Source: I took this picture at the 2017 exhibit “Some Were Neighbors” at the United States Holocaust Memorial Museum
In my thirty-fifth year, my mind has been preoccupied with this simple but powerful idea: How we see others produces the society we see.
When we see others as cheap, foreign, and/or enemies, we produce a society of indifference, suspicion, and hatred. Patterns of poverty, conflict, and violence become inevitable. Bodies get dragged through the streets.
But when we see others as valuable, related, and neighbors, we produce a society where care, trust, and love are possible. Patterns of growth, cooperation, and peace become tangible.
How we see others is the fundamental issue for our future.
This applies from the individual to the national to the global levels. Our seeing shapes our attitudes, opinions, speech, and behavior. And these condense into what we call culture, economy, politics, and history.
If we see others as neighbors, we will treat them with kindness, respect, and care. If we see others as objects, strangers, or enemies, we will easily treat them with disregard, hardness, and abuse.
This raises a question that has also preoccupied my mind this year. How does our vision of others change?
In Jesus’s gripping story of the Good Samaritan, the priest “saw” the suffering man. But he did nothing (Luke 10:31). Another religious leader “saw” the suffering man. But he also did nothing (Luke 10:32). Jesus highlights their barren vision. Then a despised Samaritan “saw” the suffering man, and he “had compassion on him.” So he did something (Luke 10:33).
Three men “saw.” But only one saw the other as a neighbor, which catalyzed compassion. And so only one acted.

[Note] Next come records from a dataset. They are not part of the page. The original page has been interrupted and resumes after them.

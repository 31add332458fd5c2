use chrono::Duration;

use super::claims::Claims;
use super::errors::JwtError;
use super::handler::JwtHandler;
use crate::identity::Identity;

/// Issues signed bearer tokens for verified identities.
#[derive(Clone)]
pub struct TokenIssuer {
    handler: JwtHandler,
    ttl: Option<Duration>,
}

impl TokenIssuer {
    pub const DEFAULT_TTL_HOURS: i64 = 24;

    /// Create an issuer.
    ///
    /// # Arguments
    /// * `handler` - Codec holding the signing key
    /// * `ttl` - Lifetime stamped into `exp`; `None` issues tokens without expiry
    pub fn new(handler: JwtHandler, ttl: Option<Duration>) -> Self {
        Self { handler, ttl }
    }

    pub fn ttl(&self) -> Option<Duration> {
        self.ttl
    }

    /// Issue a token carrying `sub`, `email`, `name`, `iat` and `exp`.
    ///
    /// # Errors
    /// * `SigningFailure` - Expiry overflows or token signing failed
    pub fn issue(&self, identity: &Identity) -> Result<String, JwtError> {
        self.sign(&Claims::for_identity(identity, self.ttl)?)
    }

    /// Sign an explicit claim set.
    pub fn sign(&self, claims: &Claims) -> Result<String, JwtError> {
        self.handler.encode(claims)
    }
}
use std::sync::Arc;

use async_trait::async_trait;
use auth::AuthenticationError;
use auth::Authenticator;
use auth::PasswordError;
use chrono::Utc;

use crate::domain::user::models::AuthenticatedUser;
use crate::domain::user::models::CreateUserCommand;
use crate::domain::user::models::EmailAddress;
use crate::domain::user::models::User;
use crate::domain::user::models::UserId;
use crate::user::errors::UserError;
use crate::user::ports::UserRepository;
use crate::user::ports::UserServicePort;

/// Domain service implementation for user operations.
///
/// Argon2 work runs on the blocking thread pool so request workers stay free.
pub struct UserService<UR>
where
    UR: UserRepository,
{
    repository: Arc<UR>,
    authenticator: Arc<Authenticator>,
}

impl<UR> UserService<UR>
where
    UR: UserRepository,
{
    /// Create a new user service with injected dependencies.
    ///
    /// # Arguments
    /// * `repository` - User persistence implementation
    /// * `authenticator` - Password hashing and token issuing
    pub fn new(repository: Arc<UR>, authenticator: Arc<Authenticator>) -> Self {
        Self {
            repository,
            authenticator,
        }
    }

    async fn hash_password(&self, password: String) -> Result<String, UserError> {
        let authenticator = Arc::clone(&self.authenticator);

        let password_hash =
            tokio::task::spawn_blocking(move || authenticator.hash_password(&password))
                .await
                .map_err(|e| UserError::Unknown(format!("Password hashing task failed: {}", e)))??;

        Ok(password_hash)
    }

    async fn verify_and_issue(
        &self,
        user: &User,
        password: &str,
    ) -> Result<String, AuthenticationError> {
        let authenticator = Arc::clone(&self.authenticator);
        let password = password.to_string();
        let stored_hash = user.password_hash.clone();
        let identity = user.identity();

        tokio::task::spawn_blocking(move || {
            authenticator
                .authenticate(&password, &stored_hash, &identity)
                .map(|result| result.access_token)
        })
        .await
        .map_err(|e| {
            AuthenticationError::PasswordError(PasswordError::HashingFailed(format!(
                "Password verification task failed: {}",
                e
            )))
        })?
    }
}

#[async_trait]
impl<UR> UserServicePort for UserService<UR>
where
    UR: UserRepository,
{
    async fn register_user(
        &self,
        command: CreateUserCommand,
    ) -> Result<AuthenticatedUser, UserError> {
        let password_hash = self
            .hash_password(command.password.as_str().to_string())
            .await?;

        let user = User {
            id: UserId::new(),
            email: command.email,
            name: command.name,
            password_hash,
            created_at: Utc::now(),
        };

        let created_user = self.repository.create(user).await?;

        let access_token = self.authenticator.issue_token(&created_user.identity())?;
        tracing::info!(user_id = %created_user.id, "User registered");

        Ok(AuthenticatedUser {
            user: created_user,
            access_token,
        })
    }

    async fn login(
        &self,
        email: &EmailAddress,
        password: &str,
    ) -> Result<AuthenticatedUser, UserError> {
        let user = match self.repository.find_by_email(email.as_str()).await? {
            Some(user) => user,
            None => {
                // Same Argon2 cost as a real verification, so response time
                // does not reveal whether the email is registered.
                if let Err(e) = self.hash_password(password.to_string()).await {
                    tracing::debug!(error = %e, "Decoy hashing failed");
                }
                tracing::debug!("Login rejected: unknown email");
                return Err(UserError::InvalidCredentials);
            }
        };

        match self.verify_and_issue(&user, password).await {
            Ok(access_token) => {
                tracing::info!(user_id = %user.id, "User logged in");
                Ok(AuthenticatedUser { user, access_token })
            }
            Err(AuthenticationError::InvalidCredentials) => {
                tracing::debug!(user_id = %user.id, "Login rejected: wrong password");
                Err(UserError::InvalidCredentials)
            }
            Err(AuthenticationError::PasswordError(
                e @ (PasswordError::MalformedCredential(_) | PasswordError::VersionMismatch { .. }),
            )) => Err(UserError::CorruptCredential {
                user_id: user.id.to_string(),
                reason: e.to_string(),
            }),
            Err(AuthenticationError::PasswordError(e)) => Err(UserError::Password(e)),
            Err(AuthenticationError::JwtError(e)) => Err(UserError::Token(e)),
        }
    }

    async fn get_user(&self, id: &UserId) -> Result<User, UserError> {
        self.repository
            .find_by_id(id)
            .await?
            .ok_or(UserError::NotFound(id.to_string()))
    }
}
use auth::Identity;
use axum::extract::State;
use axum::http::StatusCode;
use axum::Extension;

use super::caller_id;
use super::ApiError;
use super::ApiSuccess;
use super::UserData;
use crate::inbound::http::router::AppState;

/// Profile of the user the bearer token was issued to.
pub async fn current_user(
    State(state): State<AppState>,
    Extension(identity): Extension<Identity>,
) -> Result<ApiSuccess<UserData>, ApiError> {
    let user_id = caller_id(&identity)?;

    state
        .user_service
        .get_user(&user_id)
        .await
        .map_err(ApiError::from)
        .map(|ref user| ApiSuccess::new(StatusCode::OK, user.into()))
}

What made the difference in the Samaritan’s vision? Was it his experiences of being ignored or excluded as a minority? Was it his memories of pain and his desire not to abandon someone else to this agony? Was it a teaching in his heretical religion that inspired him to love across boundaries? Jesus doesn’t tell us.
Jesus simply tells us that three men “saw” the man left for dead. But only one saw him as a “neighbor” with “compassion.” And so only one – the ethnic, religious, and political enemy – acted with life-saving love.
How we see others produces the society we see, whether one that leaves half-dead bodies on the roadside or one that embraces and heals them.
And this leads me to my question: How can our vision of others change?
I dream of a society where others are seen as neighbors. This won’t magically solve all our problems. Neighbors can spread rumors, steal things, and abuse the vulnerable. None of us is innocent, and our life together is complicated. But neighbors typically treat one another with decency, respect, and care, and they find ways to resolve differences and wrongdoings without destroying one another to serve the common good.
Neighbor-vision that becomes neighbor-love is my passion going into year 36. It’s the foundation for a society in which human life is valued and shared flourishing becomes possible. I’m grateful for a new year of life with and for others across religion, color, ethnicity, language, money, health, age, politics, and the other identity markers that would divide us.
How we see others produces the society we see. How can our vision shift to see others – even strangers and enemies – as neighbors?